Task description => Every single entry needs to appear again exactly as given.

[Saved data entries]

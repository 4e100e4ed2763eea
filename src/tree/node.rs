/*!
Node model for the command tree.

Nodes live in an arena owned by [`Tree`](super::Tree) and are addressed by
[`NodeId`] handles. A node knows its parent by handle only, so the tree holds
no ownership cycles.

Kinds:
  - MapBranch : children indexed by unique name, insertion order kept
  - SeqBranch : ordered children, duplicate names allowed, no name lookup
  - Leaf      : terminal node carrying an opaque payload
  - Domain    : a MapBranch that also carries a [`Domain`] implementation

Nodes are built either implicitly by `Tree::insert` (raw payloads become
leaves, missing path segments become MapBranches) or ahead of time as a
[`Detached`] subtree which is then attached in one step.
*/

use std::collections::HashMap;
use std::fmt;

use crate::domain::Domain;

/// Stable handle to a node inside a [`Tree`](super::Tree).
#[derive(Copy, Clone, Debug, PartialEq, Eq, Hash, PartialOrd, Ord)]
pub struct NodeId(pub(super) usize);

/// Closed set of concrete node kinds.
#[derive(Copy, Clone, Debug, PartialEq, Eq)]
pub enum NodeKind {
    MapBranch,
    SeqBranch,
    Leaf,
    Domain,
}

impl fmt::Display for NodeKind {
    fn fmt(&self, f: &mut fmt::Formatter<'_>) -> fmt::Result {
        let s = match self {
            NodeKind::MapBranch => "map-branch",
            NodeKind::SeqBranch => "seq-branch",
            NodeKind::Leaf => "leaf",
            NodeKind::Domain => "domain",
        };
        f.write_str(s)
    }
}

/// Name-indexed children. Iteration follows insertion order.
#[derive(Debug, Default)]
pub struct MapBranch {
    order: Vec<NodeId>,
    index: HashMap<String, NodeId>,
}

impl MapBranch {
    pub fn get(&self, name: &str) -> Option<NodeId> {
        self.index.get(name).copied()
    }

    pub fn contains(&self, name: &str) -> bool {
        self.index.contains_key(name)
    }

    pub fn children(&self) -> &[NodeId] {
        &self.order
    }

    /// Caller must have checked `contains` first.
    pub(super) fn push(&mut self, name: &str, id: NodeId) {
        self.index.insert(name.to_string(), id);
        self.order.push(id);
    }
}

#[derive(Debug, Default)]
pub struct SeqBranch {
    children: Vec<NodeId>,
}

impl SeqBranch {
    pub fn children(&self) -> &[NodeId] {
        &self.children
    }

    pub(super) fn push(&mut self, id: NodeId) {
        self.children.push(id);
    }
}

/// A MapBranch that also implements the verb vocabulary.
pub struct DomainBranch {
    pub(super) map: MapBranch,
    pub(super) domain: Box<dyn Domain>,
}

impl DomainBranch {
    pub fn domain(&self) -> &dyn Domain {
        self.domain.as_ref()
    }
}

pub enum NodeBody<P> {
    Map(MapBranch),
    Seq(SeqBranch),
    Leaf(P),
    Domain(DomainBranch),
}

pub struct Node<P> {
    pub(super) name: String,
    pub(super) parent: Option<NodeId>,
    pub(super) body: NodeBody<P>,
}

impl<P> Node<P> {
    pub fn name(&self) -> &str {
        &self.name
    }

    /// `None` only for the root.
    pub fn parent(&self) -> Option<NodeId> {
        self.parent
    }

    pub fn body(&self) -> &NodeBody<P> {
        &self.body
    }

    pub fn kind(&self) -> NodeKind {
        match self.body {
            NodeBody::Map(_) => NodeKind::MapBranch,
            NodeBody::Seq(_) => NodeKind::SeqBranch,
            NodeBody::Leaf(_) => NodeKind::Leaf,
            NodeBody::Domain(_) => NodeKind::Domain,
        }
    }

    /// Children in iteration order (empty for leaves).
    pub fn children(&self) -> &[NodeId] {
        match &self.body {
            NodeBody::Map(m) => m.children(),
            NodeBody::Seq(s) => s.children(),
            NodeBody::Domain(d) => d.map.children(),
            NodeBody::Leaf(_) => &[],
        }
    }

    /// Name lookup. Only map-shaped branches (MapBranch, Domain) support it.
    pub fn child(&self, name: &str) -> Option<NodeId> {
        self.as_map().and_then(|m| m.get(name))
    }

    pub fn as_map(&self) -> Option<&MapBranch> {
        match &self.body {
            NodeBody::Map(m) => Some(m),
            NodeBody::Domain(d) => Some(&d.map),
            _ => None,
        }
    }

    pub fn payload(&self) -> Option<&P> {
        match &self.body {
            NodeBody::Leaf(p) => Some(p),
            _ => None,
        }
    }

    pub fn domain(&self) -> Option<&dyn Domain> {
        match &self.body {
            NodeBody::Domain(d) => Some(d.domain()),
            _ => None,
        }
    }
}

impl<P> fmt::Debug for Node<P> {
    fn fmt(&self, f: &mut fmt::Formatter<'_>) -> fmt::Result {
        f.debug_struct("Node")
            .field("name", &self.name)
            .field("kind", &self.kind())
            .field("parent", &self.parent)
            .field("children", &self.children())
            .finish()
    }
}

/// Shape of a detached (not yet attached) node.
pub enum DetachedBody<P> {
    Map,
    Seq,
    Leaf(P),
    Domain(Box<dyn Domain>),
}

/// A node subtree built before it is attached to a tree.
///
/// Ownership guarantees a detached node has no parent; attaching consumes it.
pub struct Detached<P> {
    pub(super) name: String,
    pub(super) body: DetachedBody<P>,
    pub(super) children: Vec<Detached<P>>,
}

impl<P> Detached<P> {
    pub fn map(name: impl Into<String>) -> Self {
        Self::with_body(name, DetachedBody::Map)
    }

    /// Sequence branches are not produced by the command table.
    #[allow(dead_code)]
    pub fn seq(name: impl Into<String>) -> Self {
        Self::with_body(name, DetachedBody::Seq)
    }

    pub fn leaf(name: impl Into<String>, payload: P) -> Self {
        Self::with_body(name, DetachedBody::Leaf(payload))
    }

    pub fn domain(name: impl Into<String>, domain: impl Domain + 'static) -> Self {
        Self::with_body(name, DetachedBody::Domain(Box::new(domain)))
    }

    fn with_body(name: impl Into<String>, body: DetachedBody<P>) -> Self {
        Self {
            name: name.into(),
            body,
            children: Vec::new(),
        }
    }

    /// Add a child. Children under a leaf are rejected when attached.
    pub fn with_child(mut self, child: Detached<P>) -> Self {
        self.children.push(child);
        self
    }
}

/// What `Tree::insert` places at the final path segment.
pub enum Payload<P> {
    /// Wrapped in a fresh Leaf.
    Raw(P),
    /// Attached as-is, keeping its kind and its children.
    Node(Detached<P>),
}

impl<P> From<Detached<P>> for Payload<P> {
    fn from(node: Detached<P>) -> Self {
        Payload::Node(node)
    }
}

Exercise output =>
repository 4e100e4ed2763eea
filename src/tree/node.rs
/*!
Node model for the command tree.

Nodes live in an arena owned by [`Tree`](super::Tree) and are addressed by
[`NodeId`] handles. A node knows its parent by handle only, so the tree holds
no ownership cycles.

Kinds:
  - MapBranch : children indexed by unique name, insertion order kept
  - SeqBranch : ordered children, duplicate names allowed, no name lookup
  - Leaf      : terminal node carrying an opaque payload
  - Domain    : a MapBranch that also carries a [`Domain`] implementation

Nodes are built either implicitly by `Tree::insert` (raw payloads become
leaves, missing path segments become MapBranches) or ahead of time as a
[`Detached`] subtree which is then attached in one step.
*/

use std::collections::HashMap;
use std::fmt;

use crate::domain::Domain;

/// Stable handle to a node inside a [`Tree`](super::Tree).
#[derive(Copy, Clone, Debug, PartialEq, Eq, Hash, PartialOrd, Ord)]
pub struct NodeId(pub(super) usize);

/// Closed set of concrete node kinds.
#[derive(Copy, Clone, Debug, PartialEq, Eq)]
pub enum NodeKind {
    MapBranch,
    SeqBranch,
    Leaf,
    Domain,
}

impl fmt::Display for NodeKind {
    fn fmt(&self, f: &mut fmt::Formatter<'_>) -> fmt::Result {
        let s = match self {
            NodeKind::MapBranch => "map-branch",
            NodeKind::SeqBranch => "seq-branch",
            NodeKind::Leaf => "leaf",
            NodeKind::Domain => "domain",
        };
        f.write_str(s)
    }
}

/// Name-indexed children. Iteration follows insertion order.
#[derive(Debug, Default)]
pub struct MapBranch {
    order: Vec<NodeId>,
    index: HashMap<String, NodeId>,
}

impl MapBranch {
    pub fn get(&self, name: &str) -> Option<NodeId> {
        self.index.get(name).copied()
    }

    pub fn contains(&self, name: &str) -> bool {
        self.index.contains_key(name)
    }

    pub fn children(&self) -> &[NodeId] {
        &self.order
    }

    /// Caller must have checked `contains` first.
    pub(super) fn push(&mut self, name: &str, id: NodeId) {
        self.index.insert(name.to_string(), id);
        self.order.push(id);
    }
}

#[derive(Debug, Default)]
pub struct SeqBranch {
    children: Vec<NodeId>,
}

impl SeqBranch {
    pub fn children(&self) -> &[NodeId] {
        &self.children
    }

    pub(super) fn push(&mut self, id: NodeId) {
        self.children.push(id);
    }
}

/// A MapBranch that also implements the verb vocabulary.
pub struct DomainBranch {
    pub(super) map: MapBranch,
    pub(super) domain: Box<dyn Domain>,
}

impl DomainBranch {
    pub fn domain(&self) -> &dyn Domain {
        self.domain.as_ref()
    }
}

pub enum NodeBody<P> {
    Map(MapBranch),
    Seq(SeqBranch),
    Leaf(P),
    Domain(DomainBranch),
}

pub struct Node<P> {
    pub(super) name: String,
    pub(super) parent: Option<NodeId>,
    pub(super) body: NodeBody<P>,
}

impl<P> Node<P> {
    pub fn name(&self) -> &str {
        &self.name
    }

    /// `None` only for the root.
    pub fn parent(&self) -> Option<NodeId> {
        self.parent
    }

    pub fn body(&self) -> &NodeBody<P> {
        &self.body
    }

    pub fn kind(&self) -> NodeKind {
        match self.body {
            NodeBody::Map(_) => NodeKind::MapBranch,
            NodeBody::Seq(_) => NodeKind::SeqBranch,
            NodeBody::Leaf(_) => NodeKind::Leaf,
            NodeBody::Domain(_) => NodeKind::Domain,
        }
    }

    /// Children in iteration order (empty for leaves).
    pub fn children(&self) -> &[NodeId] {
        match &self.body {
            NodeBody::Map(m) => m.children(),
            NodeBody::Seq(s) => s.children(),
            NodeBody::Domain(d) => d.map.children(),
            NodeBody::Leaf(_) => &[],
        }
    }

    /// Name lookup. Only map-shaped branches (MapBranch, Domain) support it.
    pub fn child(&self, name: &str) -> Option<NodeId> {
        self.as_map().and_then(|m| m.get(name))
    }

    pub fn as_map(&self) -> Option<&MapBranch> {
        match &self.body {
            NodeBody::Map(m) => Some(m),
            NodeBody::Domain(d) => Some(&d.map),
            _ => None,
        }
    }

    pub fn payload(&self) -> Option<&P> {
        match &self.body {
            NodeBody::Leaf(p) => Some(p),
            _ => None,
        }
    }

    pub fn domain(&self) -> Option<&dyn Domain> {
        match &self.body {
            NodeBody::Domain(d) => Some(d.domain()),
            _ => None,
        }
    }
}

impl<P> fmt::Debug for Node<P> {
    fn fmt(&self, f: &mut fmt::Formatter<'_>) -> fmt::Result {
        f.debug_struct("Node")
            .field("name", &self.name)
            .field("kind", &self.kind())
            .field("parent", &self.parent)
            .field("children", &self.children())
            .finish()
    }
}

/// Shape of a detached (not yet attached) node.
pub enum DetachedBody<P> {
    Map,
    Seq,
    Leaf(P),
    Domain(Box<dyn Domain>),
}

/// A node subtree built before it is attached to a tree.
///
/// Ownership guarantees a detached node has no parent; attaching consumes it.
pub struct Detached<P> {
    pub(super) name: String,
    pub(super) body: DetachedBody<P>,
    pub(super) children: Vec<Detached<P>>,
}

impl<P> Detached<P> {
    pub fn map(name: impl Into<String>) -> Self {
        Self::with_body(name, DetachedBody::Map)
    }

    /// Sequence branches are not produced by the command table.
    #[allow(dead_code)]
    pub fn seq(name: impl Into<String>) -> Self {
        Self::with_body(name, DetachedBody::Seq)
    }

    pub fn leaf(name: impl Into<String>, payload: P) -> Self {
        Self::with_body(name, DetachedBody::Leaf(payload))
    }

    pub fn domain(name: impl Into<String>, domain: impl Domain + 'static) -> Self {
        Self::with_body(name, DetachedBody::Domain(Box::new(domain)))
    }

    fn with_body(name: impl Into<String>, body: DetachedBody<P>) -> Self {
        Self {
            name: name.into(),
            body,
            children: Vec::new(),
        }
    }

    /// Add a child. Children under a leaf are rejected when attached.
    pub fn with_child(mut self, child: Detached<P>) -> Self {
        self.children.push(child);
        self
    }
}

/// What `Tree::insert` places at the final path segment.
pub enum Payload<P> {
    /// Wrapped in a fresh Leaf.
    Raw(P),
    /// Attached as-is, keeping its kind and its children.
    Node(Detached<P>),
}

impl<P> From<Detached<P>> for Payload<P> {
    fn from(node: Detached<P>) -> Self {
        Payload::Node(node)
    }
}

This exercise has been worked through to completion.